Action item – What lines in the entries hold the string "version"? List them.

Stored data entries:
= Beginning of Section =

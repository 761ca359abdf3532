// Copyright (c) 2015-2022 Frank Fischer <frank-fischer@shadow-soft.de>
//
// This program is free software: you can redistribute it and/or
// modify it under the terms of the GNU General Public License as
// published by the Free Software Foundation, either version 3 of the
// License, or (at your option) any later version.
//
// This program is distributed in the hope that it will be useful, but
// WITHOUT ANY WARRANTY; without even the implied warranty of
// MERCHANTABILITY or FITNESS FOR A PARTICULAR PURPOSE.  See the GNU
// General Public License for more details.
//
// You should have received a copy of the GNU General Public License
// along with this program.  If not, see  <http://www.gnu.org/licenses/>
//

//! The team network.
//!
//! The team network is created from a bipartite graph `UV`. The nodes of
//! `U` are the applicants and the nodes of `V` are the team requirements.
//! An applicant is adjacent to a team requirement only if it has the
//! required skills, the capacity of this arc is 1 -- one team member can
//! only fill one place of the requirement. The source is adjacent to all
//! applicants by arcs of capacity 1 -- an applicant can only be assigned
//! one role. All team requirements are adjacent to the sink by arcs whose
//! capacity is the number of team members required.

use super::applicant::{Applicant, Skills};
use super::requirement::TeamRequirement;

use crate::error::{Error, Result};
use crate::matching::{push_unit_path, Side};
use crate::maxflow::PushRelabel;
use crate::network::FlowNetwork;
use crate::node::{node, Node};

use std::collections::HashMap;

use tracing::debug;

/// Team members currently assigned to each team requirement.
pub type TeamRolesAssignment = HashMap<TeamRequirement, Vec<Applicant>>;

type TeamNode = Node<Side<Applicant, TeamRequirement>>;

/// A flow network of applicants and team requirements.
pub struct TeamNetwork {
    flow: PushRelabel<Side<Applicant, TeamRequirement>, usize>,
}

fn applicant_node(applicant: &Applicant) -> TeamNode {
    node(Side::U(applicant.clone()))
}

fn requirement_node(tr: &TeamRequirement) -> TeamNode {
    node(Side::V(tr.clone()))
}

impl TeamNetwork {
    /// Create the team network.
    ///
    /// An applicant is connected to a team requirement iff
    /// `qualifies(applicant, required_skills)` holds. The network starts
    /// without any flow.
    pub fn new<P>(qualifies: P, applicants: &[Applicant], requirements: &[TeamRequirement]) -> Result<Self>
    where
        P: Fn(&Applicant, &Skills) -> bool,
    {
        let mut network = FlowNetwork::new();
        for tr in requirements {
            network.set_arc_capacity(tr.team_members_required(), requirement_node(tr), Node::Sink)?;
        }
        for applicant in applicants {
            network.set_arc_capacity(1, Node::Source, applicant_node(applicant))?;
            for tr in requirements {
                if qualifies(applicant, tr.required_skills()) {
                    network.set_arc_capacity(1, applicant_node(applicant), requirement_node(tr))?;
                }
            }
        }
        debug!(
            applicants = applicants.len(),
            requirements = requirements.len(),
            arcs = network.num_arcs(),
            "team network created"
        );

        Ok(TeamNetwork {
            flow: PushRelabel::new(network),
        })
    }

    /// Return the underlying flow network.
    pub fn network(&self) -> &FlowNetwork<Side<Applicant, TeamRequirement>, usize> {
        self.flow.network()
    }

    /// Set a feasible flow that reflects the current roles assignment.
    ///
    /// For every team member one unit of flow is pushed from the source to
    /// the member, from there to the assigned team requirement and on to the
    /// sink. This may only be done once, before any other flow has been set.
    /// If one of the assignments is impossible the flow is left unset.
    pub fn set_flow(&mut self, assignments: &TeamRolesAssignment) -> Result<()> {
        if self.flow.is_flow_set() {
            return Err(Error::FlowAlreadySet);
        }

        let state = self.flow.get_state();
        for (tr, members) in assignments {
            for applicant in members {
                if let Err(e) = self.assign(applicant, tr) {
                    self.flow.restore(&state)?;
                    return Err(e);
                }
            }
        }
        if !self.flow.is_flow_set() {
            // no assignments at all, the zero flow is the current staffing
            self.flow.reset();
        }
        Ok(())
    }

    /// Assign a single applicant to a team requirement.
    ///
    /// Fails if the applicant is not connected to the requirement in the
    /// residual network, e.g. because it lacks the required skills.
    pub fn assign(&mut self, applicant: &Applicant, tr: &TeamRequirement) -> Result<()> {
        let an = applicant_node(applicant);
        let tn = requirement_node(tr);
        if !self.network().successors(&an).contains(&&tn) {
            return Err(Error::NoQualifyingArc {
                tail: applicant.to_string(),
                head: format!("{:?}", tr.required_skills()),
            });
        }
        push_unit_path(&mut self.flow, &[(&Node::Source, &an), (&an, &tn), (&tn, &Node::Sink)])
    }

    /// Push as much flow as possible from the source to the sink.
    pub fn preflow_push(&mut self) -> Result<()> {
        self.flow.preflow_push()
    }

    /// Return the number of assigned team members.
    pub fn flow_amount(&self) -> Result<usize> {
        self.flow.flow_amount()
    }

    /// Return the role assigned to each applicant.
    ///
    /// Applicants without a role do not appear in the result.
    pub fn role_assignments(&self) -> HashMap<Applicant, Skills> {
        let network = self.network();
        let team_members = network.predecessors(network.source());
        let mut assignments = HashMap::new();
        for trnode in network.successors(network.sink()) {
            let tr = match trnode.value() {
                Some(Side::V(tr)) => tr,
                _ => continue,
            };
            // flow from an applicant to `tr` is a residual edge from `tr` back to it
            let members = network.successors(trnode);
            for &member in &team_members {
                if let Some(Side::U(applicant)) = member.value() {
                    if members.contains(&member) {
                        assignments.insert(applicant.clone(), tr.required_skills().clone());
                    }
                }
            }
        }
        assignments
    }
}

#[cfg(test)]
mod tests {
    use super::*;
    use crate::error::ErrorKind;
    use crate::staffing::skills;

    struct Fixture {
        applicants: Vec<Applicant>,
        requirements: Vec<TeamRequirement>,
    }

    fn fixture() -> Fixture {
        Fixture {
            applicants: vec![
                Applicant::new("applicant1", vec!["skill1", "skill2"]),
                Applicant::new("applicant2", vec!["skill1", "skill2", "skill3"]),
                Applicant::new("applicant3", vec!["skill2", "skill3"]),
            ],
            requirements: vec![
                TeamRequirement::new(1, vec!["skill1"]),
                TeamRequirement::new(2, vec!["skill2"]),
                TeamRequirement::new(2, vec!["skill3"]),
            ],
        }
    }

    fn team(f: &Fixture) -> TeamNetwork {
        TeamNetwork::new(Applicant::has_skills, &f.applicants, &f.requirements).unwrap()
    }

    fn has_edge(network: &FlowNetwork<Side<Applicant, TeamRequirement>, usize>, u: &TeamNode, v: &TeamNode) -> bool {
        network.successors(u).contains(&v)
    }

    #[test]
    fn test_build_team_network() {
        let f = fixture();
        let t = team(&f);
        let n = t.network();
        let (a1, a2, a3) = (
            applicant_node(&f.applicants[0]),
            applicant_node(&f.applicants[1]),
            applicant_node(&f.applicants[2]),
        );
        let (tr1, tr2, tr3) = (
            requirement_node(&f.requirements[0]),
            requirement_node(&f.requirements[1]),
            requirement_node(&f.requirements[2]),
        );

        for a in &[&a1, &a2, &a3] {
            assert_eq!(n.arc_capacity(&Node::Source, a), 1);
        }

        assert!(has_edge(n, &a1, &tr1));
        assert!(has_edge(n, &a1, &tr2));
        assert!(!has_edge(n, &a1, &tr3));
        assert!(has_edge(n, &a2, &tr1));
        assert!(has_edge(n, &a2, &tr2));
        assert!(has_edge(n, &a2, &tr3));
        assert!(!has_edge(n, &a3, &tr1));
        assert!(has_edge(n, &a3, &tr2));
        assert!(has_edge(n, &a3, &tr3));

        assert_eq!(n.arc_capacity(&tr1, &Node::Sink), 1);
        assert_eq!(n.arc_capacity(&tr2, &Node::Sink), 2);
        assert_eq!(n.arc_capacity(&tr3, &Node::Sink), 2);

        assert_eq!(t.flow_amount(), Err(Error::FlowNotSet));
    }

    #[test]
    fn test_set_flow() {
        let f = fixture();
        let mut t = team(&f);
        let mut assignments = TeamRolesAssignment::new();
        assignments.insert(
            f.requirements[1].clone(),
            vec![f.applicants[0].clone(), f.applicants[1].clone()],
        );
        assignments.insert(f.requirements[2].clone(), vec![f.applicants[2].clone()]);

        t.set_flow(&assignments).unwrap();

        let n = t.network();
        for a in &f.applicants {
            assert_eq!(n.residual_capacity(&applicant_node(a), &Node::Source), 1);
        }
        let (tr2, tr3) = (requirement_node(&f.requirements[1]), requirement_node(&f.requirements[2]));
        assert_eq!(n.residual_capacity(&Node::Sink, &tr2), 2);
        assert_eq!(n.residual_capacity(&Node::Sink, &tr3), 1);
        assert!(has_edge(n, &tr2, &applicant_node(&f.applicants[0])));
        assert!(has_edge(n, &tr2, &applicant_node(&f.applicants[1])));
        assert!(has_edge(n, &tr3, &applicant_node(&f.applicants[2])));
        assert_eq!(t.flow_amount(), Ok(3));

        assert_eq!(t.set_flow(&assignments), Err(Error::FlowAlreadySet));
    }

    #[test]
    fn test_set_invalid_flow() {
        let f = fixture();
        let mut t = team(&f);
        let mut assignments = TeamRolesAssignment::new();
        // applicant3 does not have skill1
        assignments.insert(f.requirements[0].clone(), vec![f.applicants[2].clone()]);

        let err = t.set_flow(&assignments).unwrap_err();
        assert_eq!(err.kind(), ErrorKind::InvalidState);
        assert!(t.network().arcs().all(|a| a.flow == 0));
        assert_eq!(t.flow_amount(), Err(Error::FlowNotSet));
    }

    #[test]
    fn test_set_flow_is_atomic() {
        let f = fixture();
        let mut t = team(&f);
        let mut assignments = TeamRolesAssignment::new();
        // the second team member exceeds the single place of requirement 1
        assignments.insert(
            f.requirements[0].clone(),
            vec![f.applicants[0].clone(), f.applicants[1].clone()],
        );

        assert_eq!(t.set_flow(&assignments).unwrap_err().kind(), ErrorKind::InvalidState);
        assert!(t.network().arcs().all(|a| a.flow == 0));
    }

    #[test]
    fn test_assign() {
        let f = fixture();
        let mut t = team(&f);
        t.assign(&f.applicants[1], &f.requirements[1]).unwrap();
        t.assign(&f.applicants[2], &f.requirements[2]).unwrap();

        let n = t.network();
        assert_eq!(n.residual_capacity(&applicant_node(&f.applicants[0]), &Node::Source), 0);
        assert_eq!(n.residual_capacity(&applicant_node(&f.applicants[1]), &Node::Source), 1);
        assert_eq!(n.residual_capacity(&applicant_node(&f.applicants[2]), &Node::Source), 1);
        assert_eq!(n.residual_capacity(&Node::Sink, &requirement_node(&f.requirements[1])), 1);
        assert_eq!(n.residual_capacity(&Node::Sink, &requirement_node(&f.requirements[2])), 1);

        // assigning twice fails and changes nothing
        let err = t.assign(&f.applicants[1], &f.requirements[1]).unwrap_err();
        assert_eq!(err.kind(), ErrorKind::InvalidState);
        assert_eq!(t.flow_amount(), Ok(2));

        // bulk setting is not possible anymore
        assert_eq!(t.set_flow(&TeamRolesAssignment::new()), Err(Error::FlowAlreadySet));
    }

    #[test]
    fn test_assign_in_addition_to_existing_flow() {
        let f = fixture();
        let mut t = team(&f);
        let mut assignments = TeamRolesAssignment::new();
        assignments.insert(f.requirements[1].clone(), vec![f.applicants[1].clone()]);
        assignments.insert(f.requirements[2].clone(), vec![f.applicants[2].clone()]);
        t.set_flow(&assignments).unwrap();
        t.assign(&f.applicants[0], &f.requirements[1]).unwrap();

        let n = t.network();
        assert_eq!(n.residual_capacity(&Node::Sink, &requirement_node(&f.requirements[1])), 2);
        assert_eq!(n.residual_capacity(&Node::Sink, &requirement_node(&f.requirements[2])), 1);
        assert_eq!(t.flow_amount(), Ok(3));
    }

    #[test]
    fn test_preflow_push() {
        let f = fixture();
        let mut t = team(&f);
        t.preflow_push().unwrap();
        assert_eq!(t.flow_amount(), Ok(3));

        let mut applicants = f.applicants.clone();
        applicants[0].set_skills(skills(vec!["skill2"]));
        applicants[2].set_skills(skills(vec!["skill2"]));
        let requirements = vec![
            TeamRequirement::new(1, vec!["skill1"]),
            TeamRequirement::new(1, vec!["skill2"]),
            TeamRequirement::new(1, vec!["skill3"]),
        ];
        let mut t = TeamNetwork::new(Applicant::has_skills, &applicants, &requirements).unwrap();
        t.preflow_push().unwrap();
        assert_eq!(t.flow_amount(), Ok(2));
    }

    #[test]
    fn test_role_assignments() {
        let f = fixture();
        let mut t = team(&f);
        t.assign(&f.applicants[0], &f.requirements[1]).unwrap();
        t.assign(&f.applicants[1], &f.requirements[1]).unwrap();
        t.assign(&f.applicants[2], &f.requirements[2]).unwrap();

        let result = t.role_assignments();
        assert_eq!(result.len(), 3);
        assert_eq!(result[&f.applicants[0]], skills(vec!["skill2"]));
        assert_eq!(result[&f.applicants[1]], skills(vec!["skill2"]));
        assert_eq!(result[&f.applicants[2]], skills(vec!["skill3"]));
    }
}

= End of Section =

Answer box –
// published by the Free Software Foundation, either version 3 of the
// License, or (at your option) any later version.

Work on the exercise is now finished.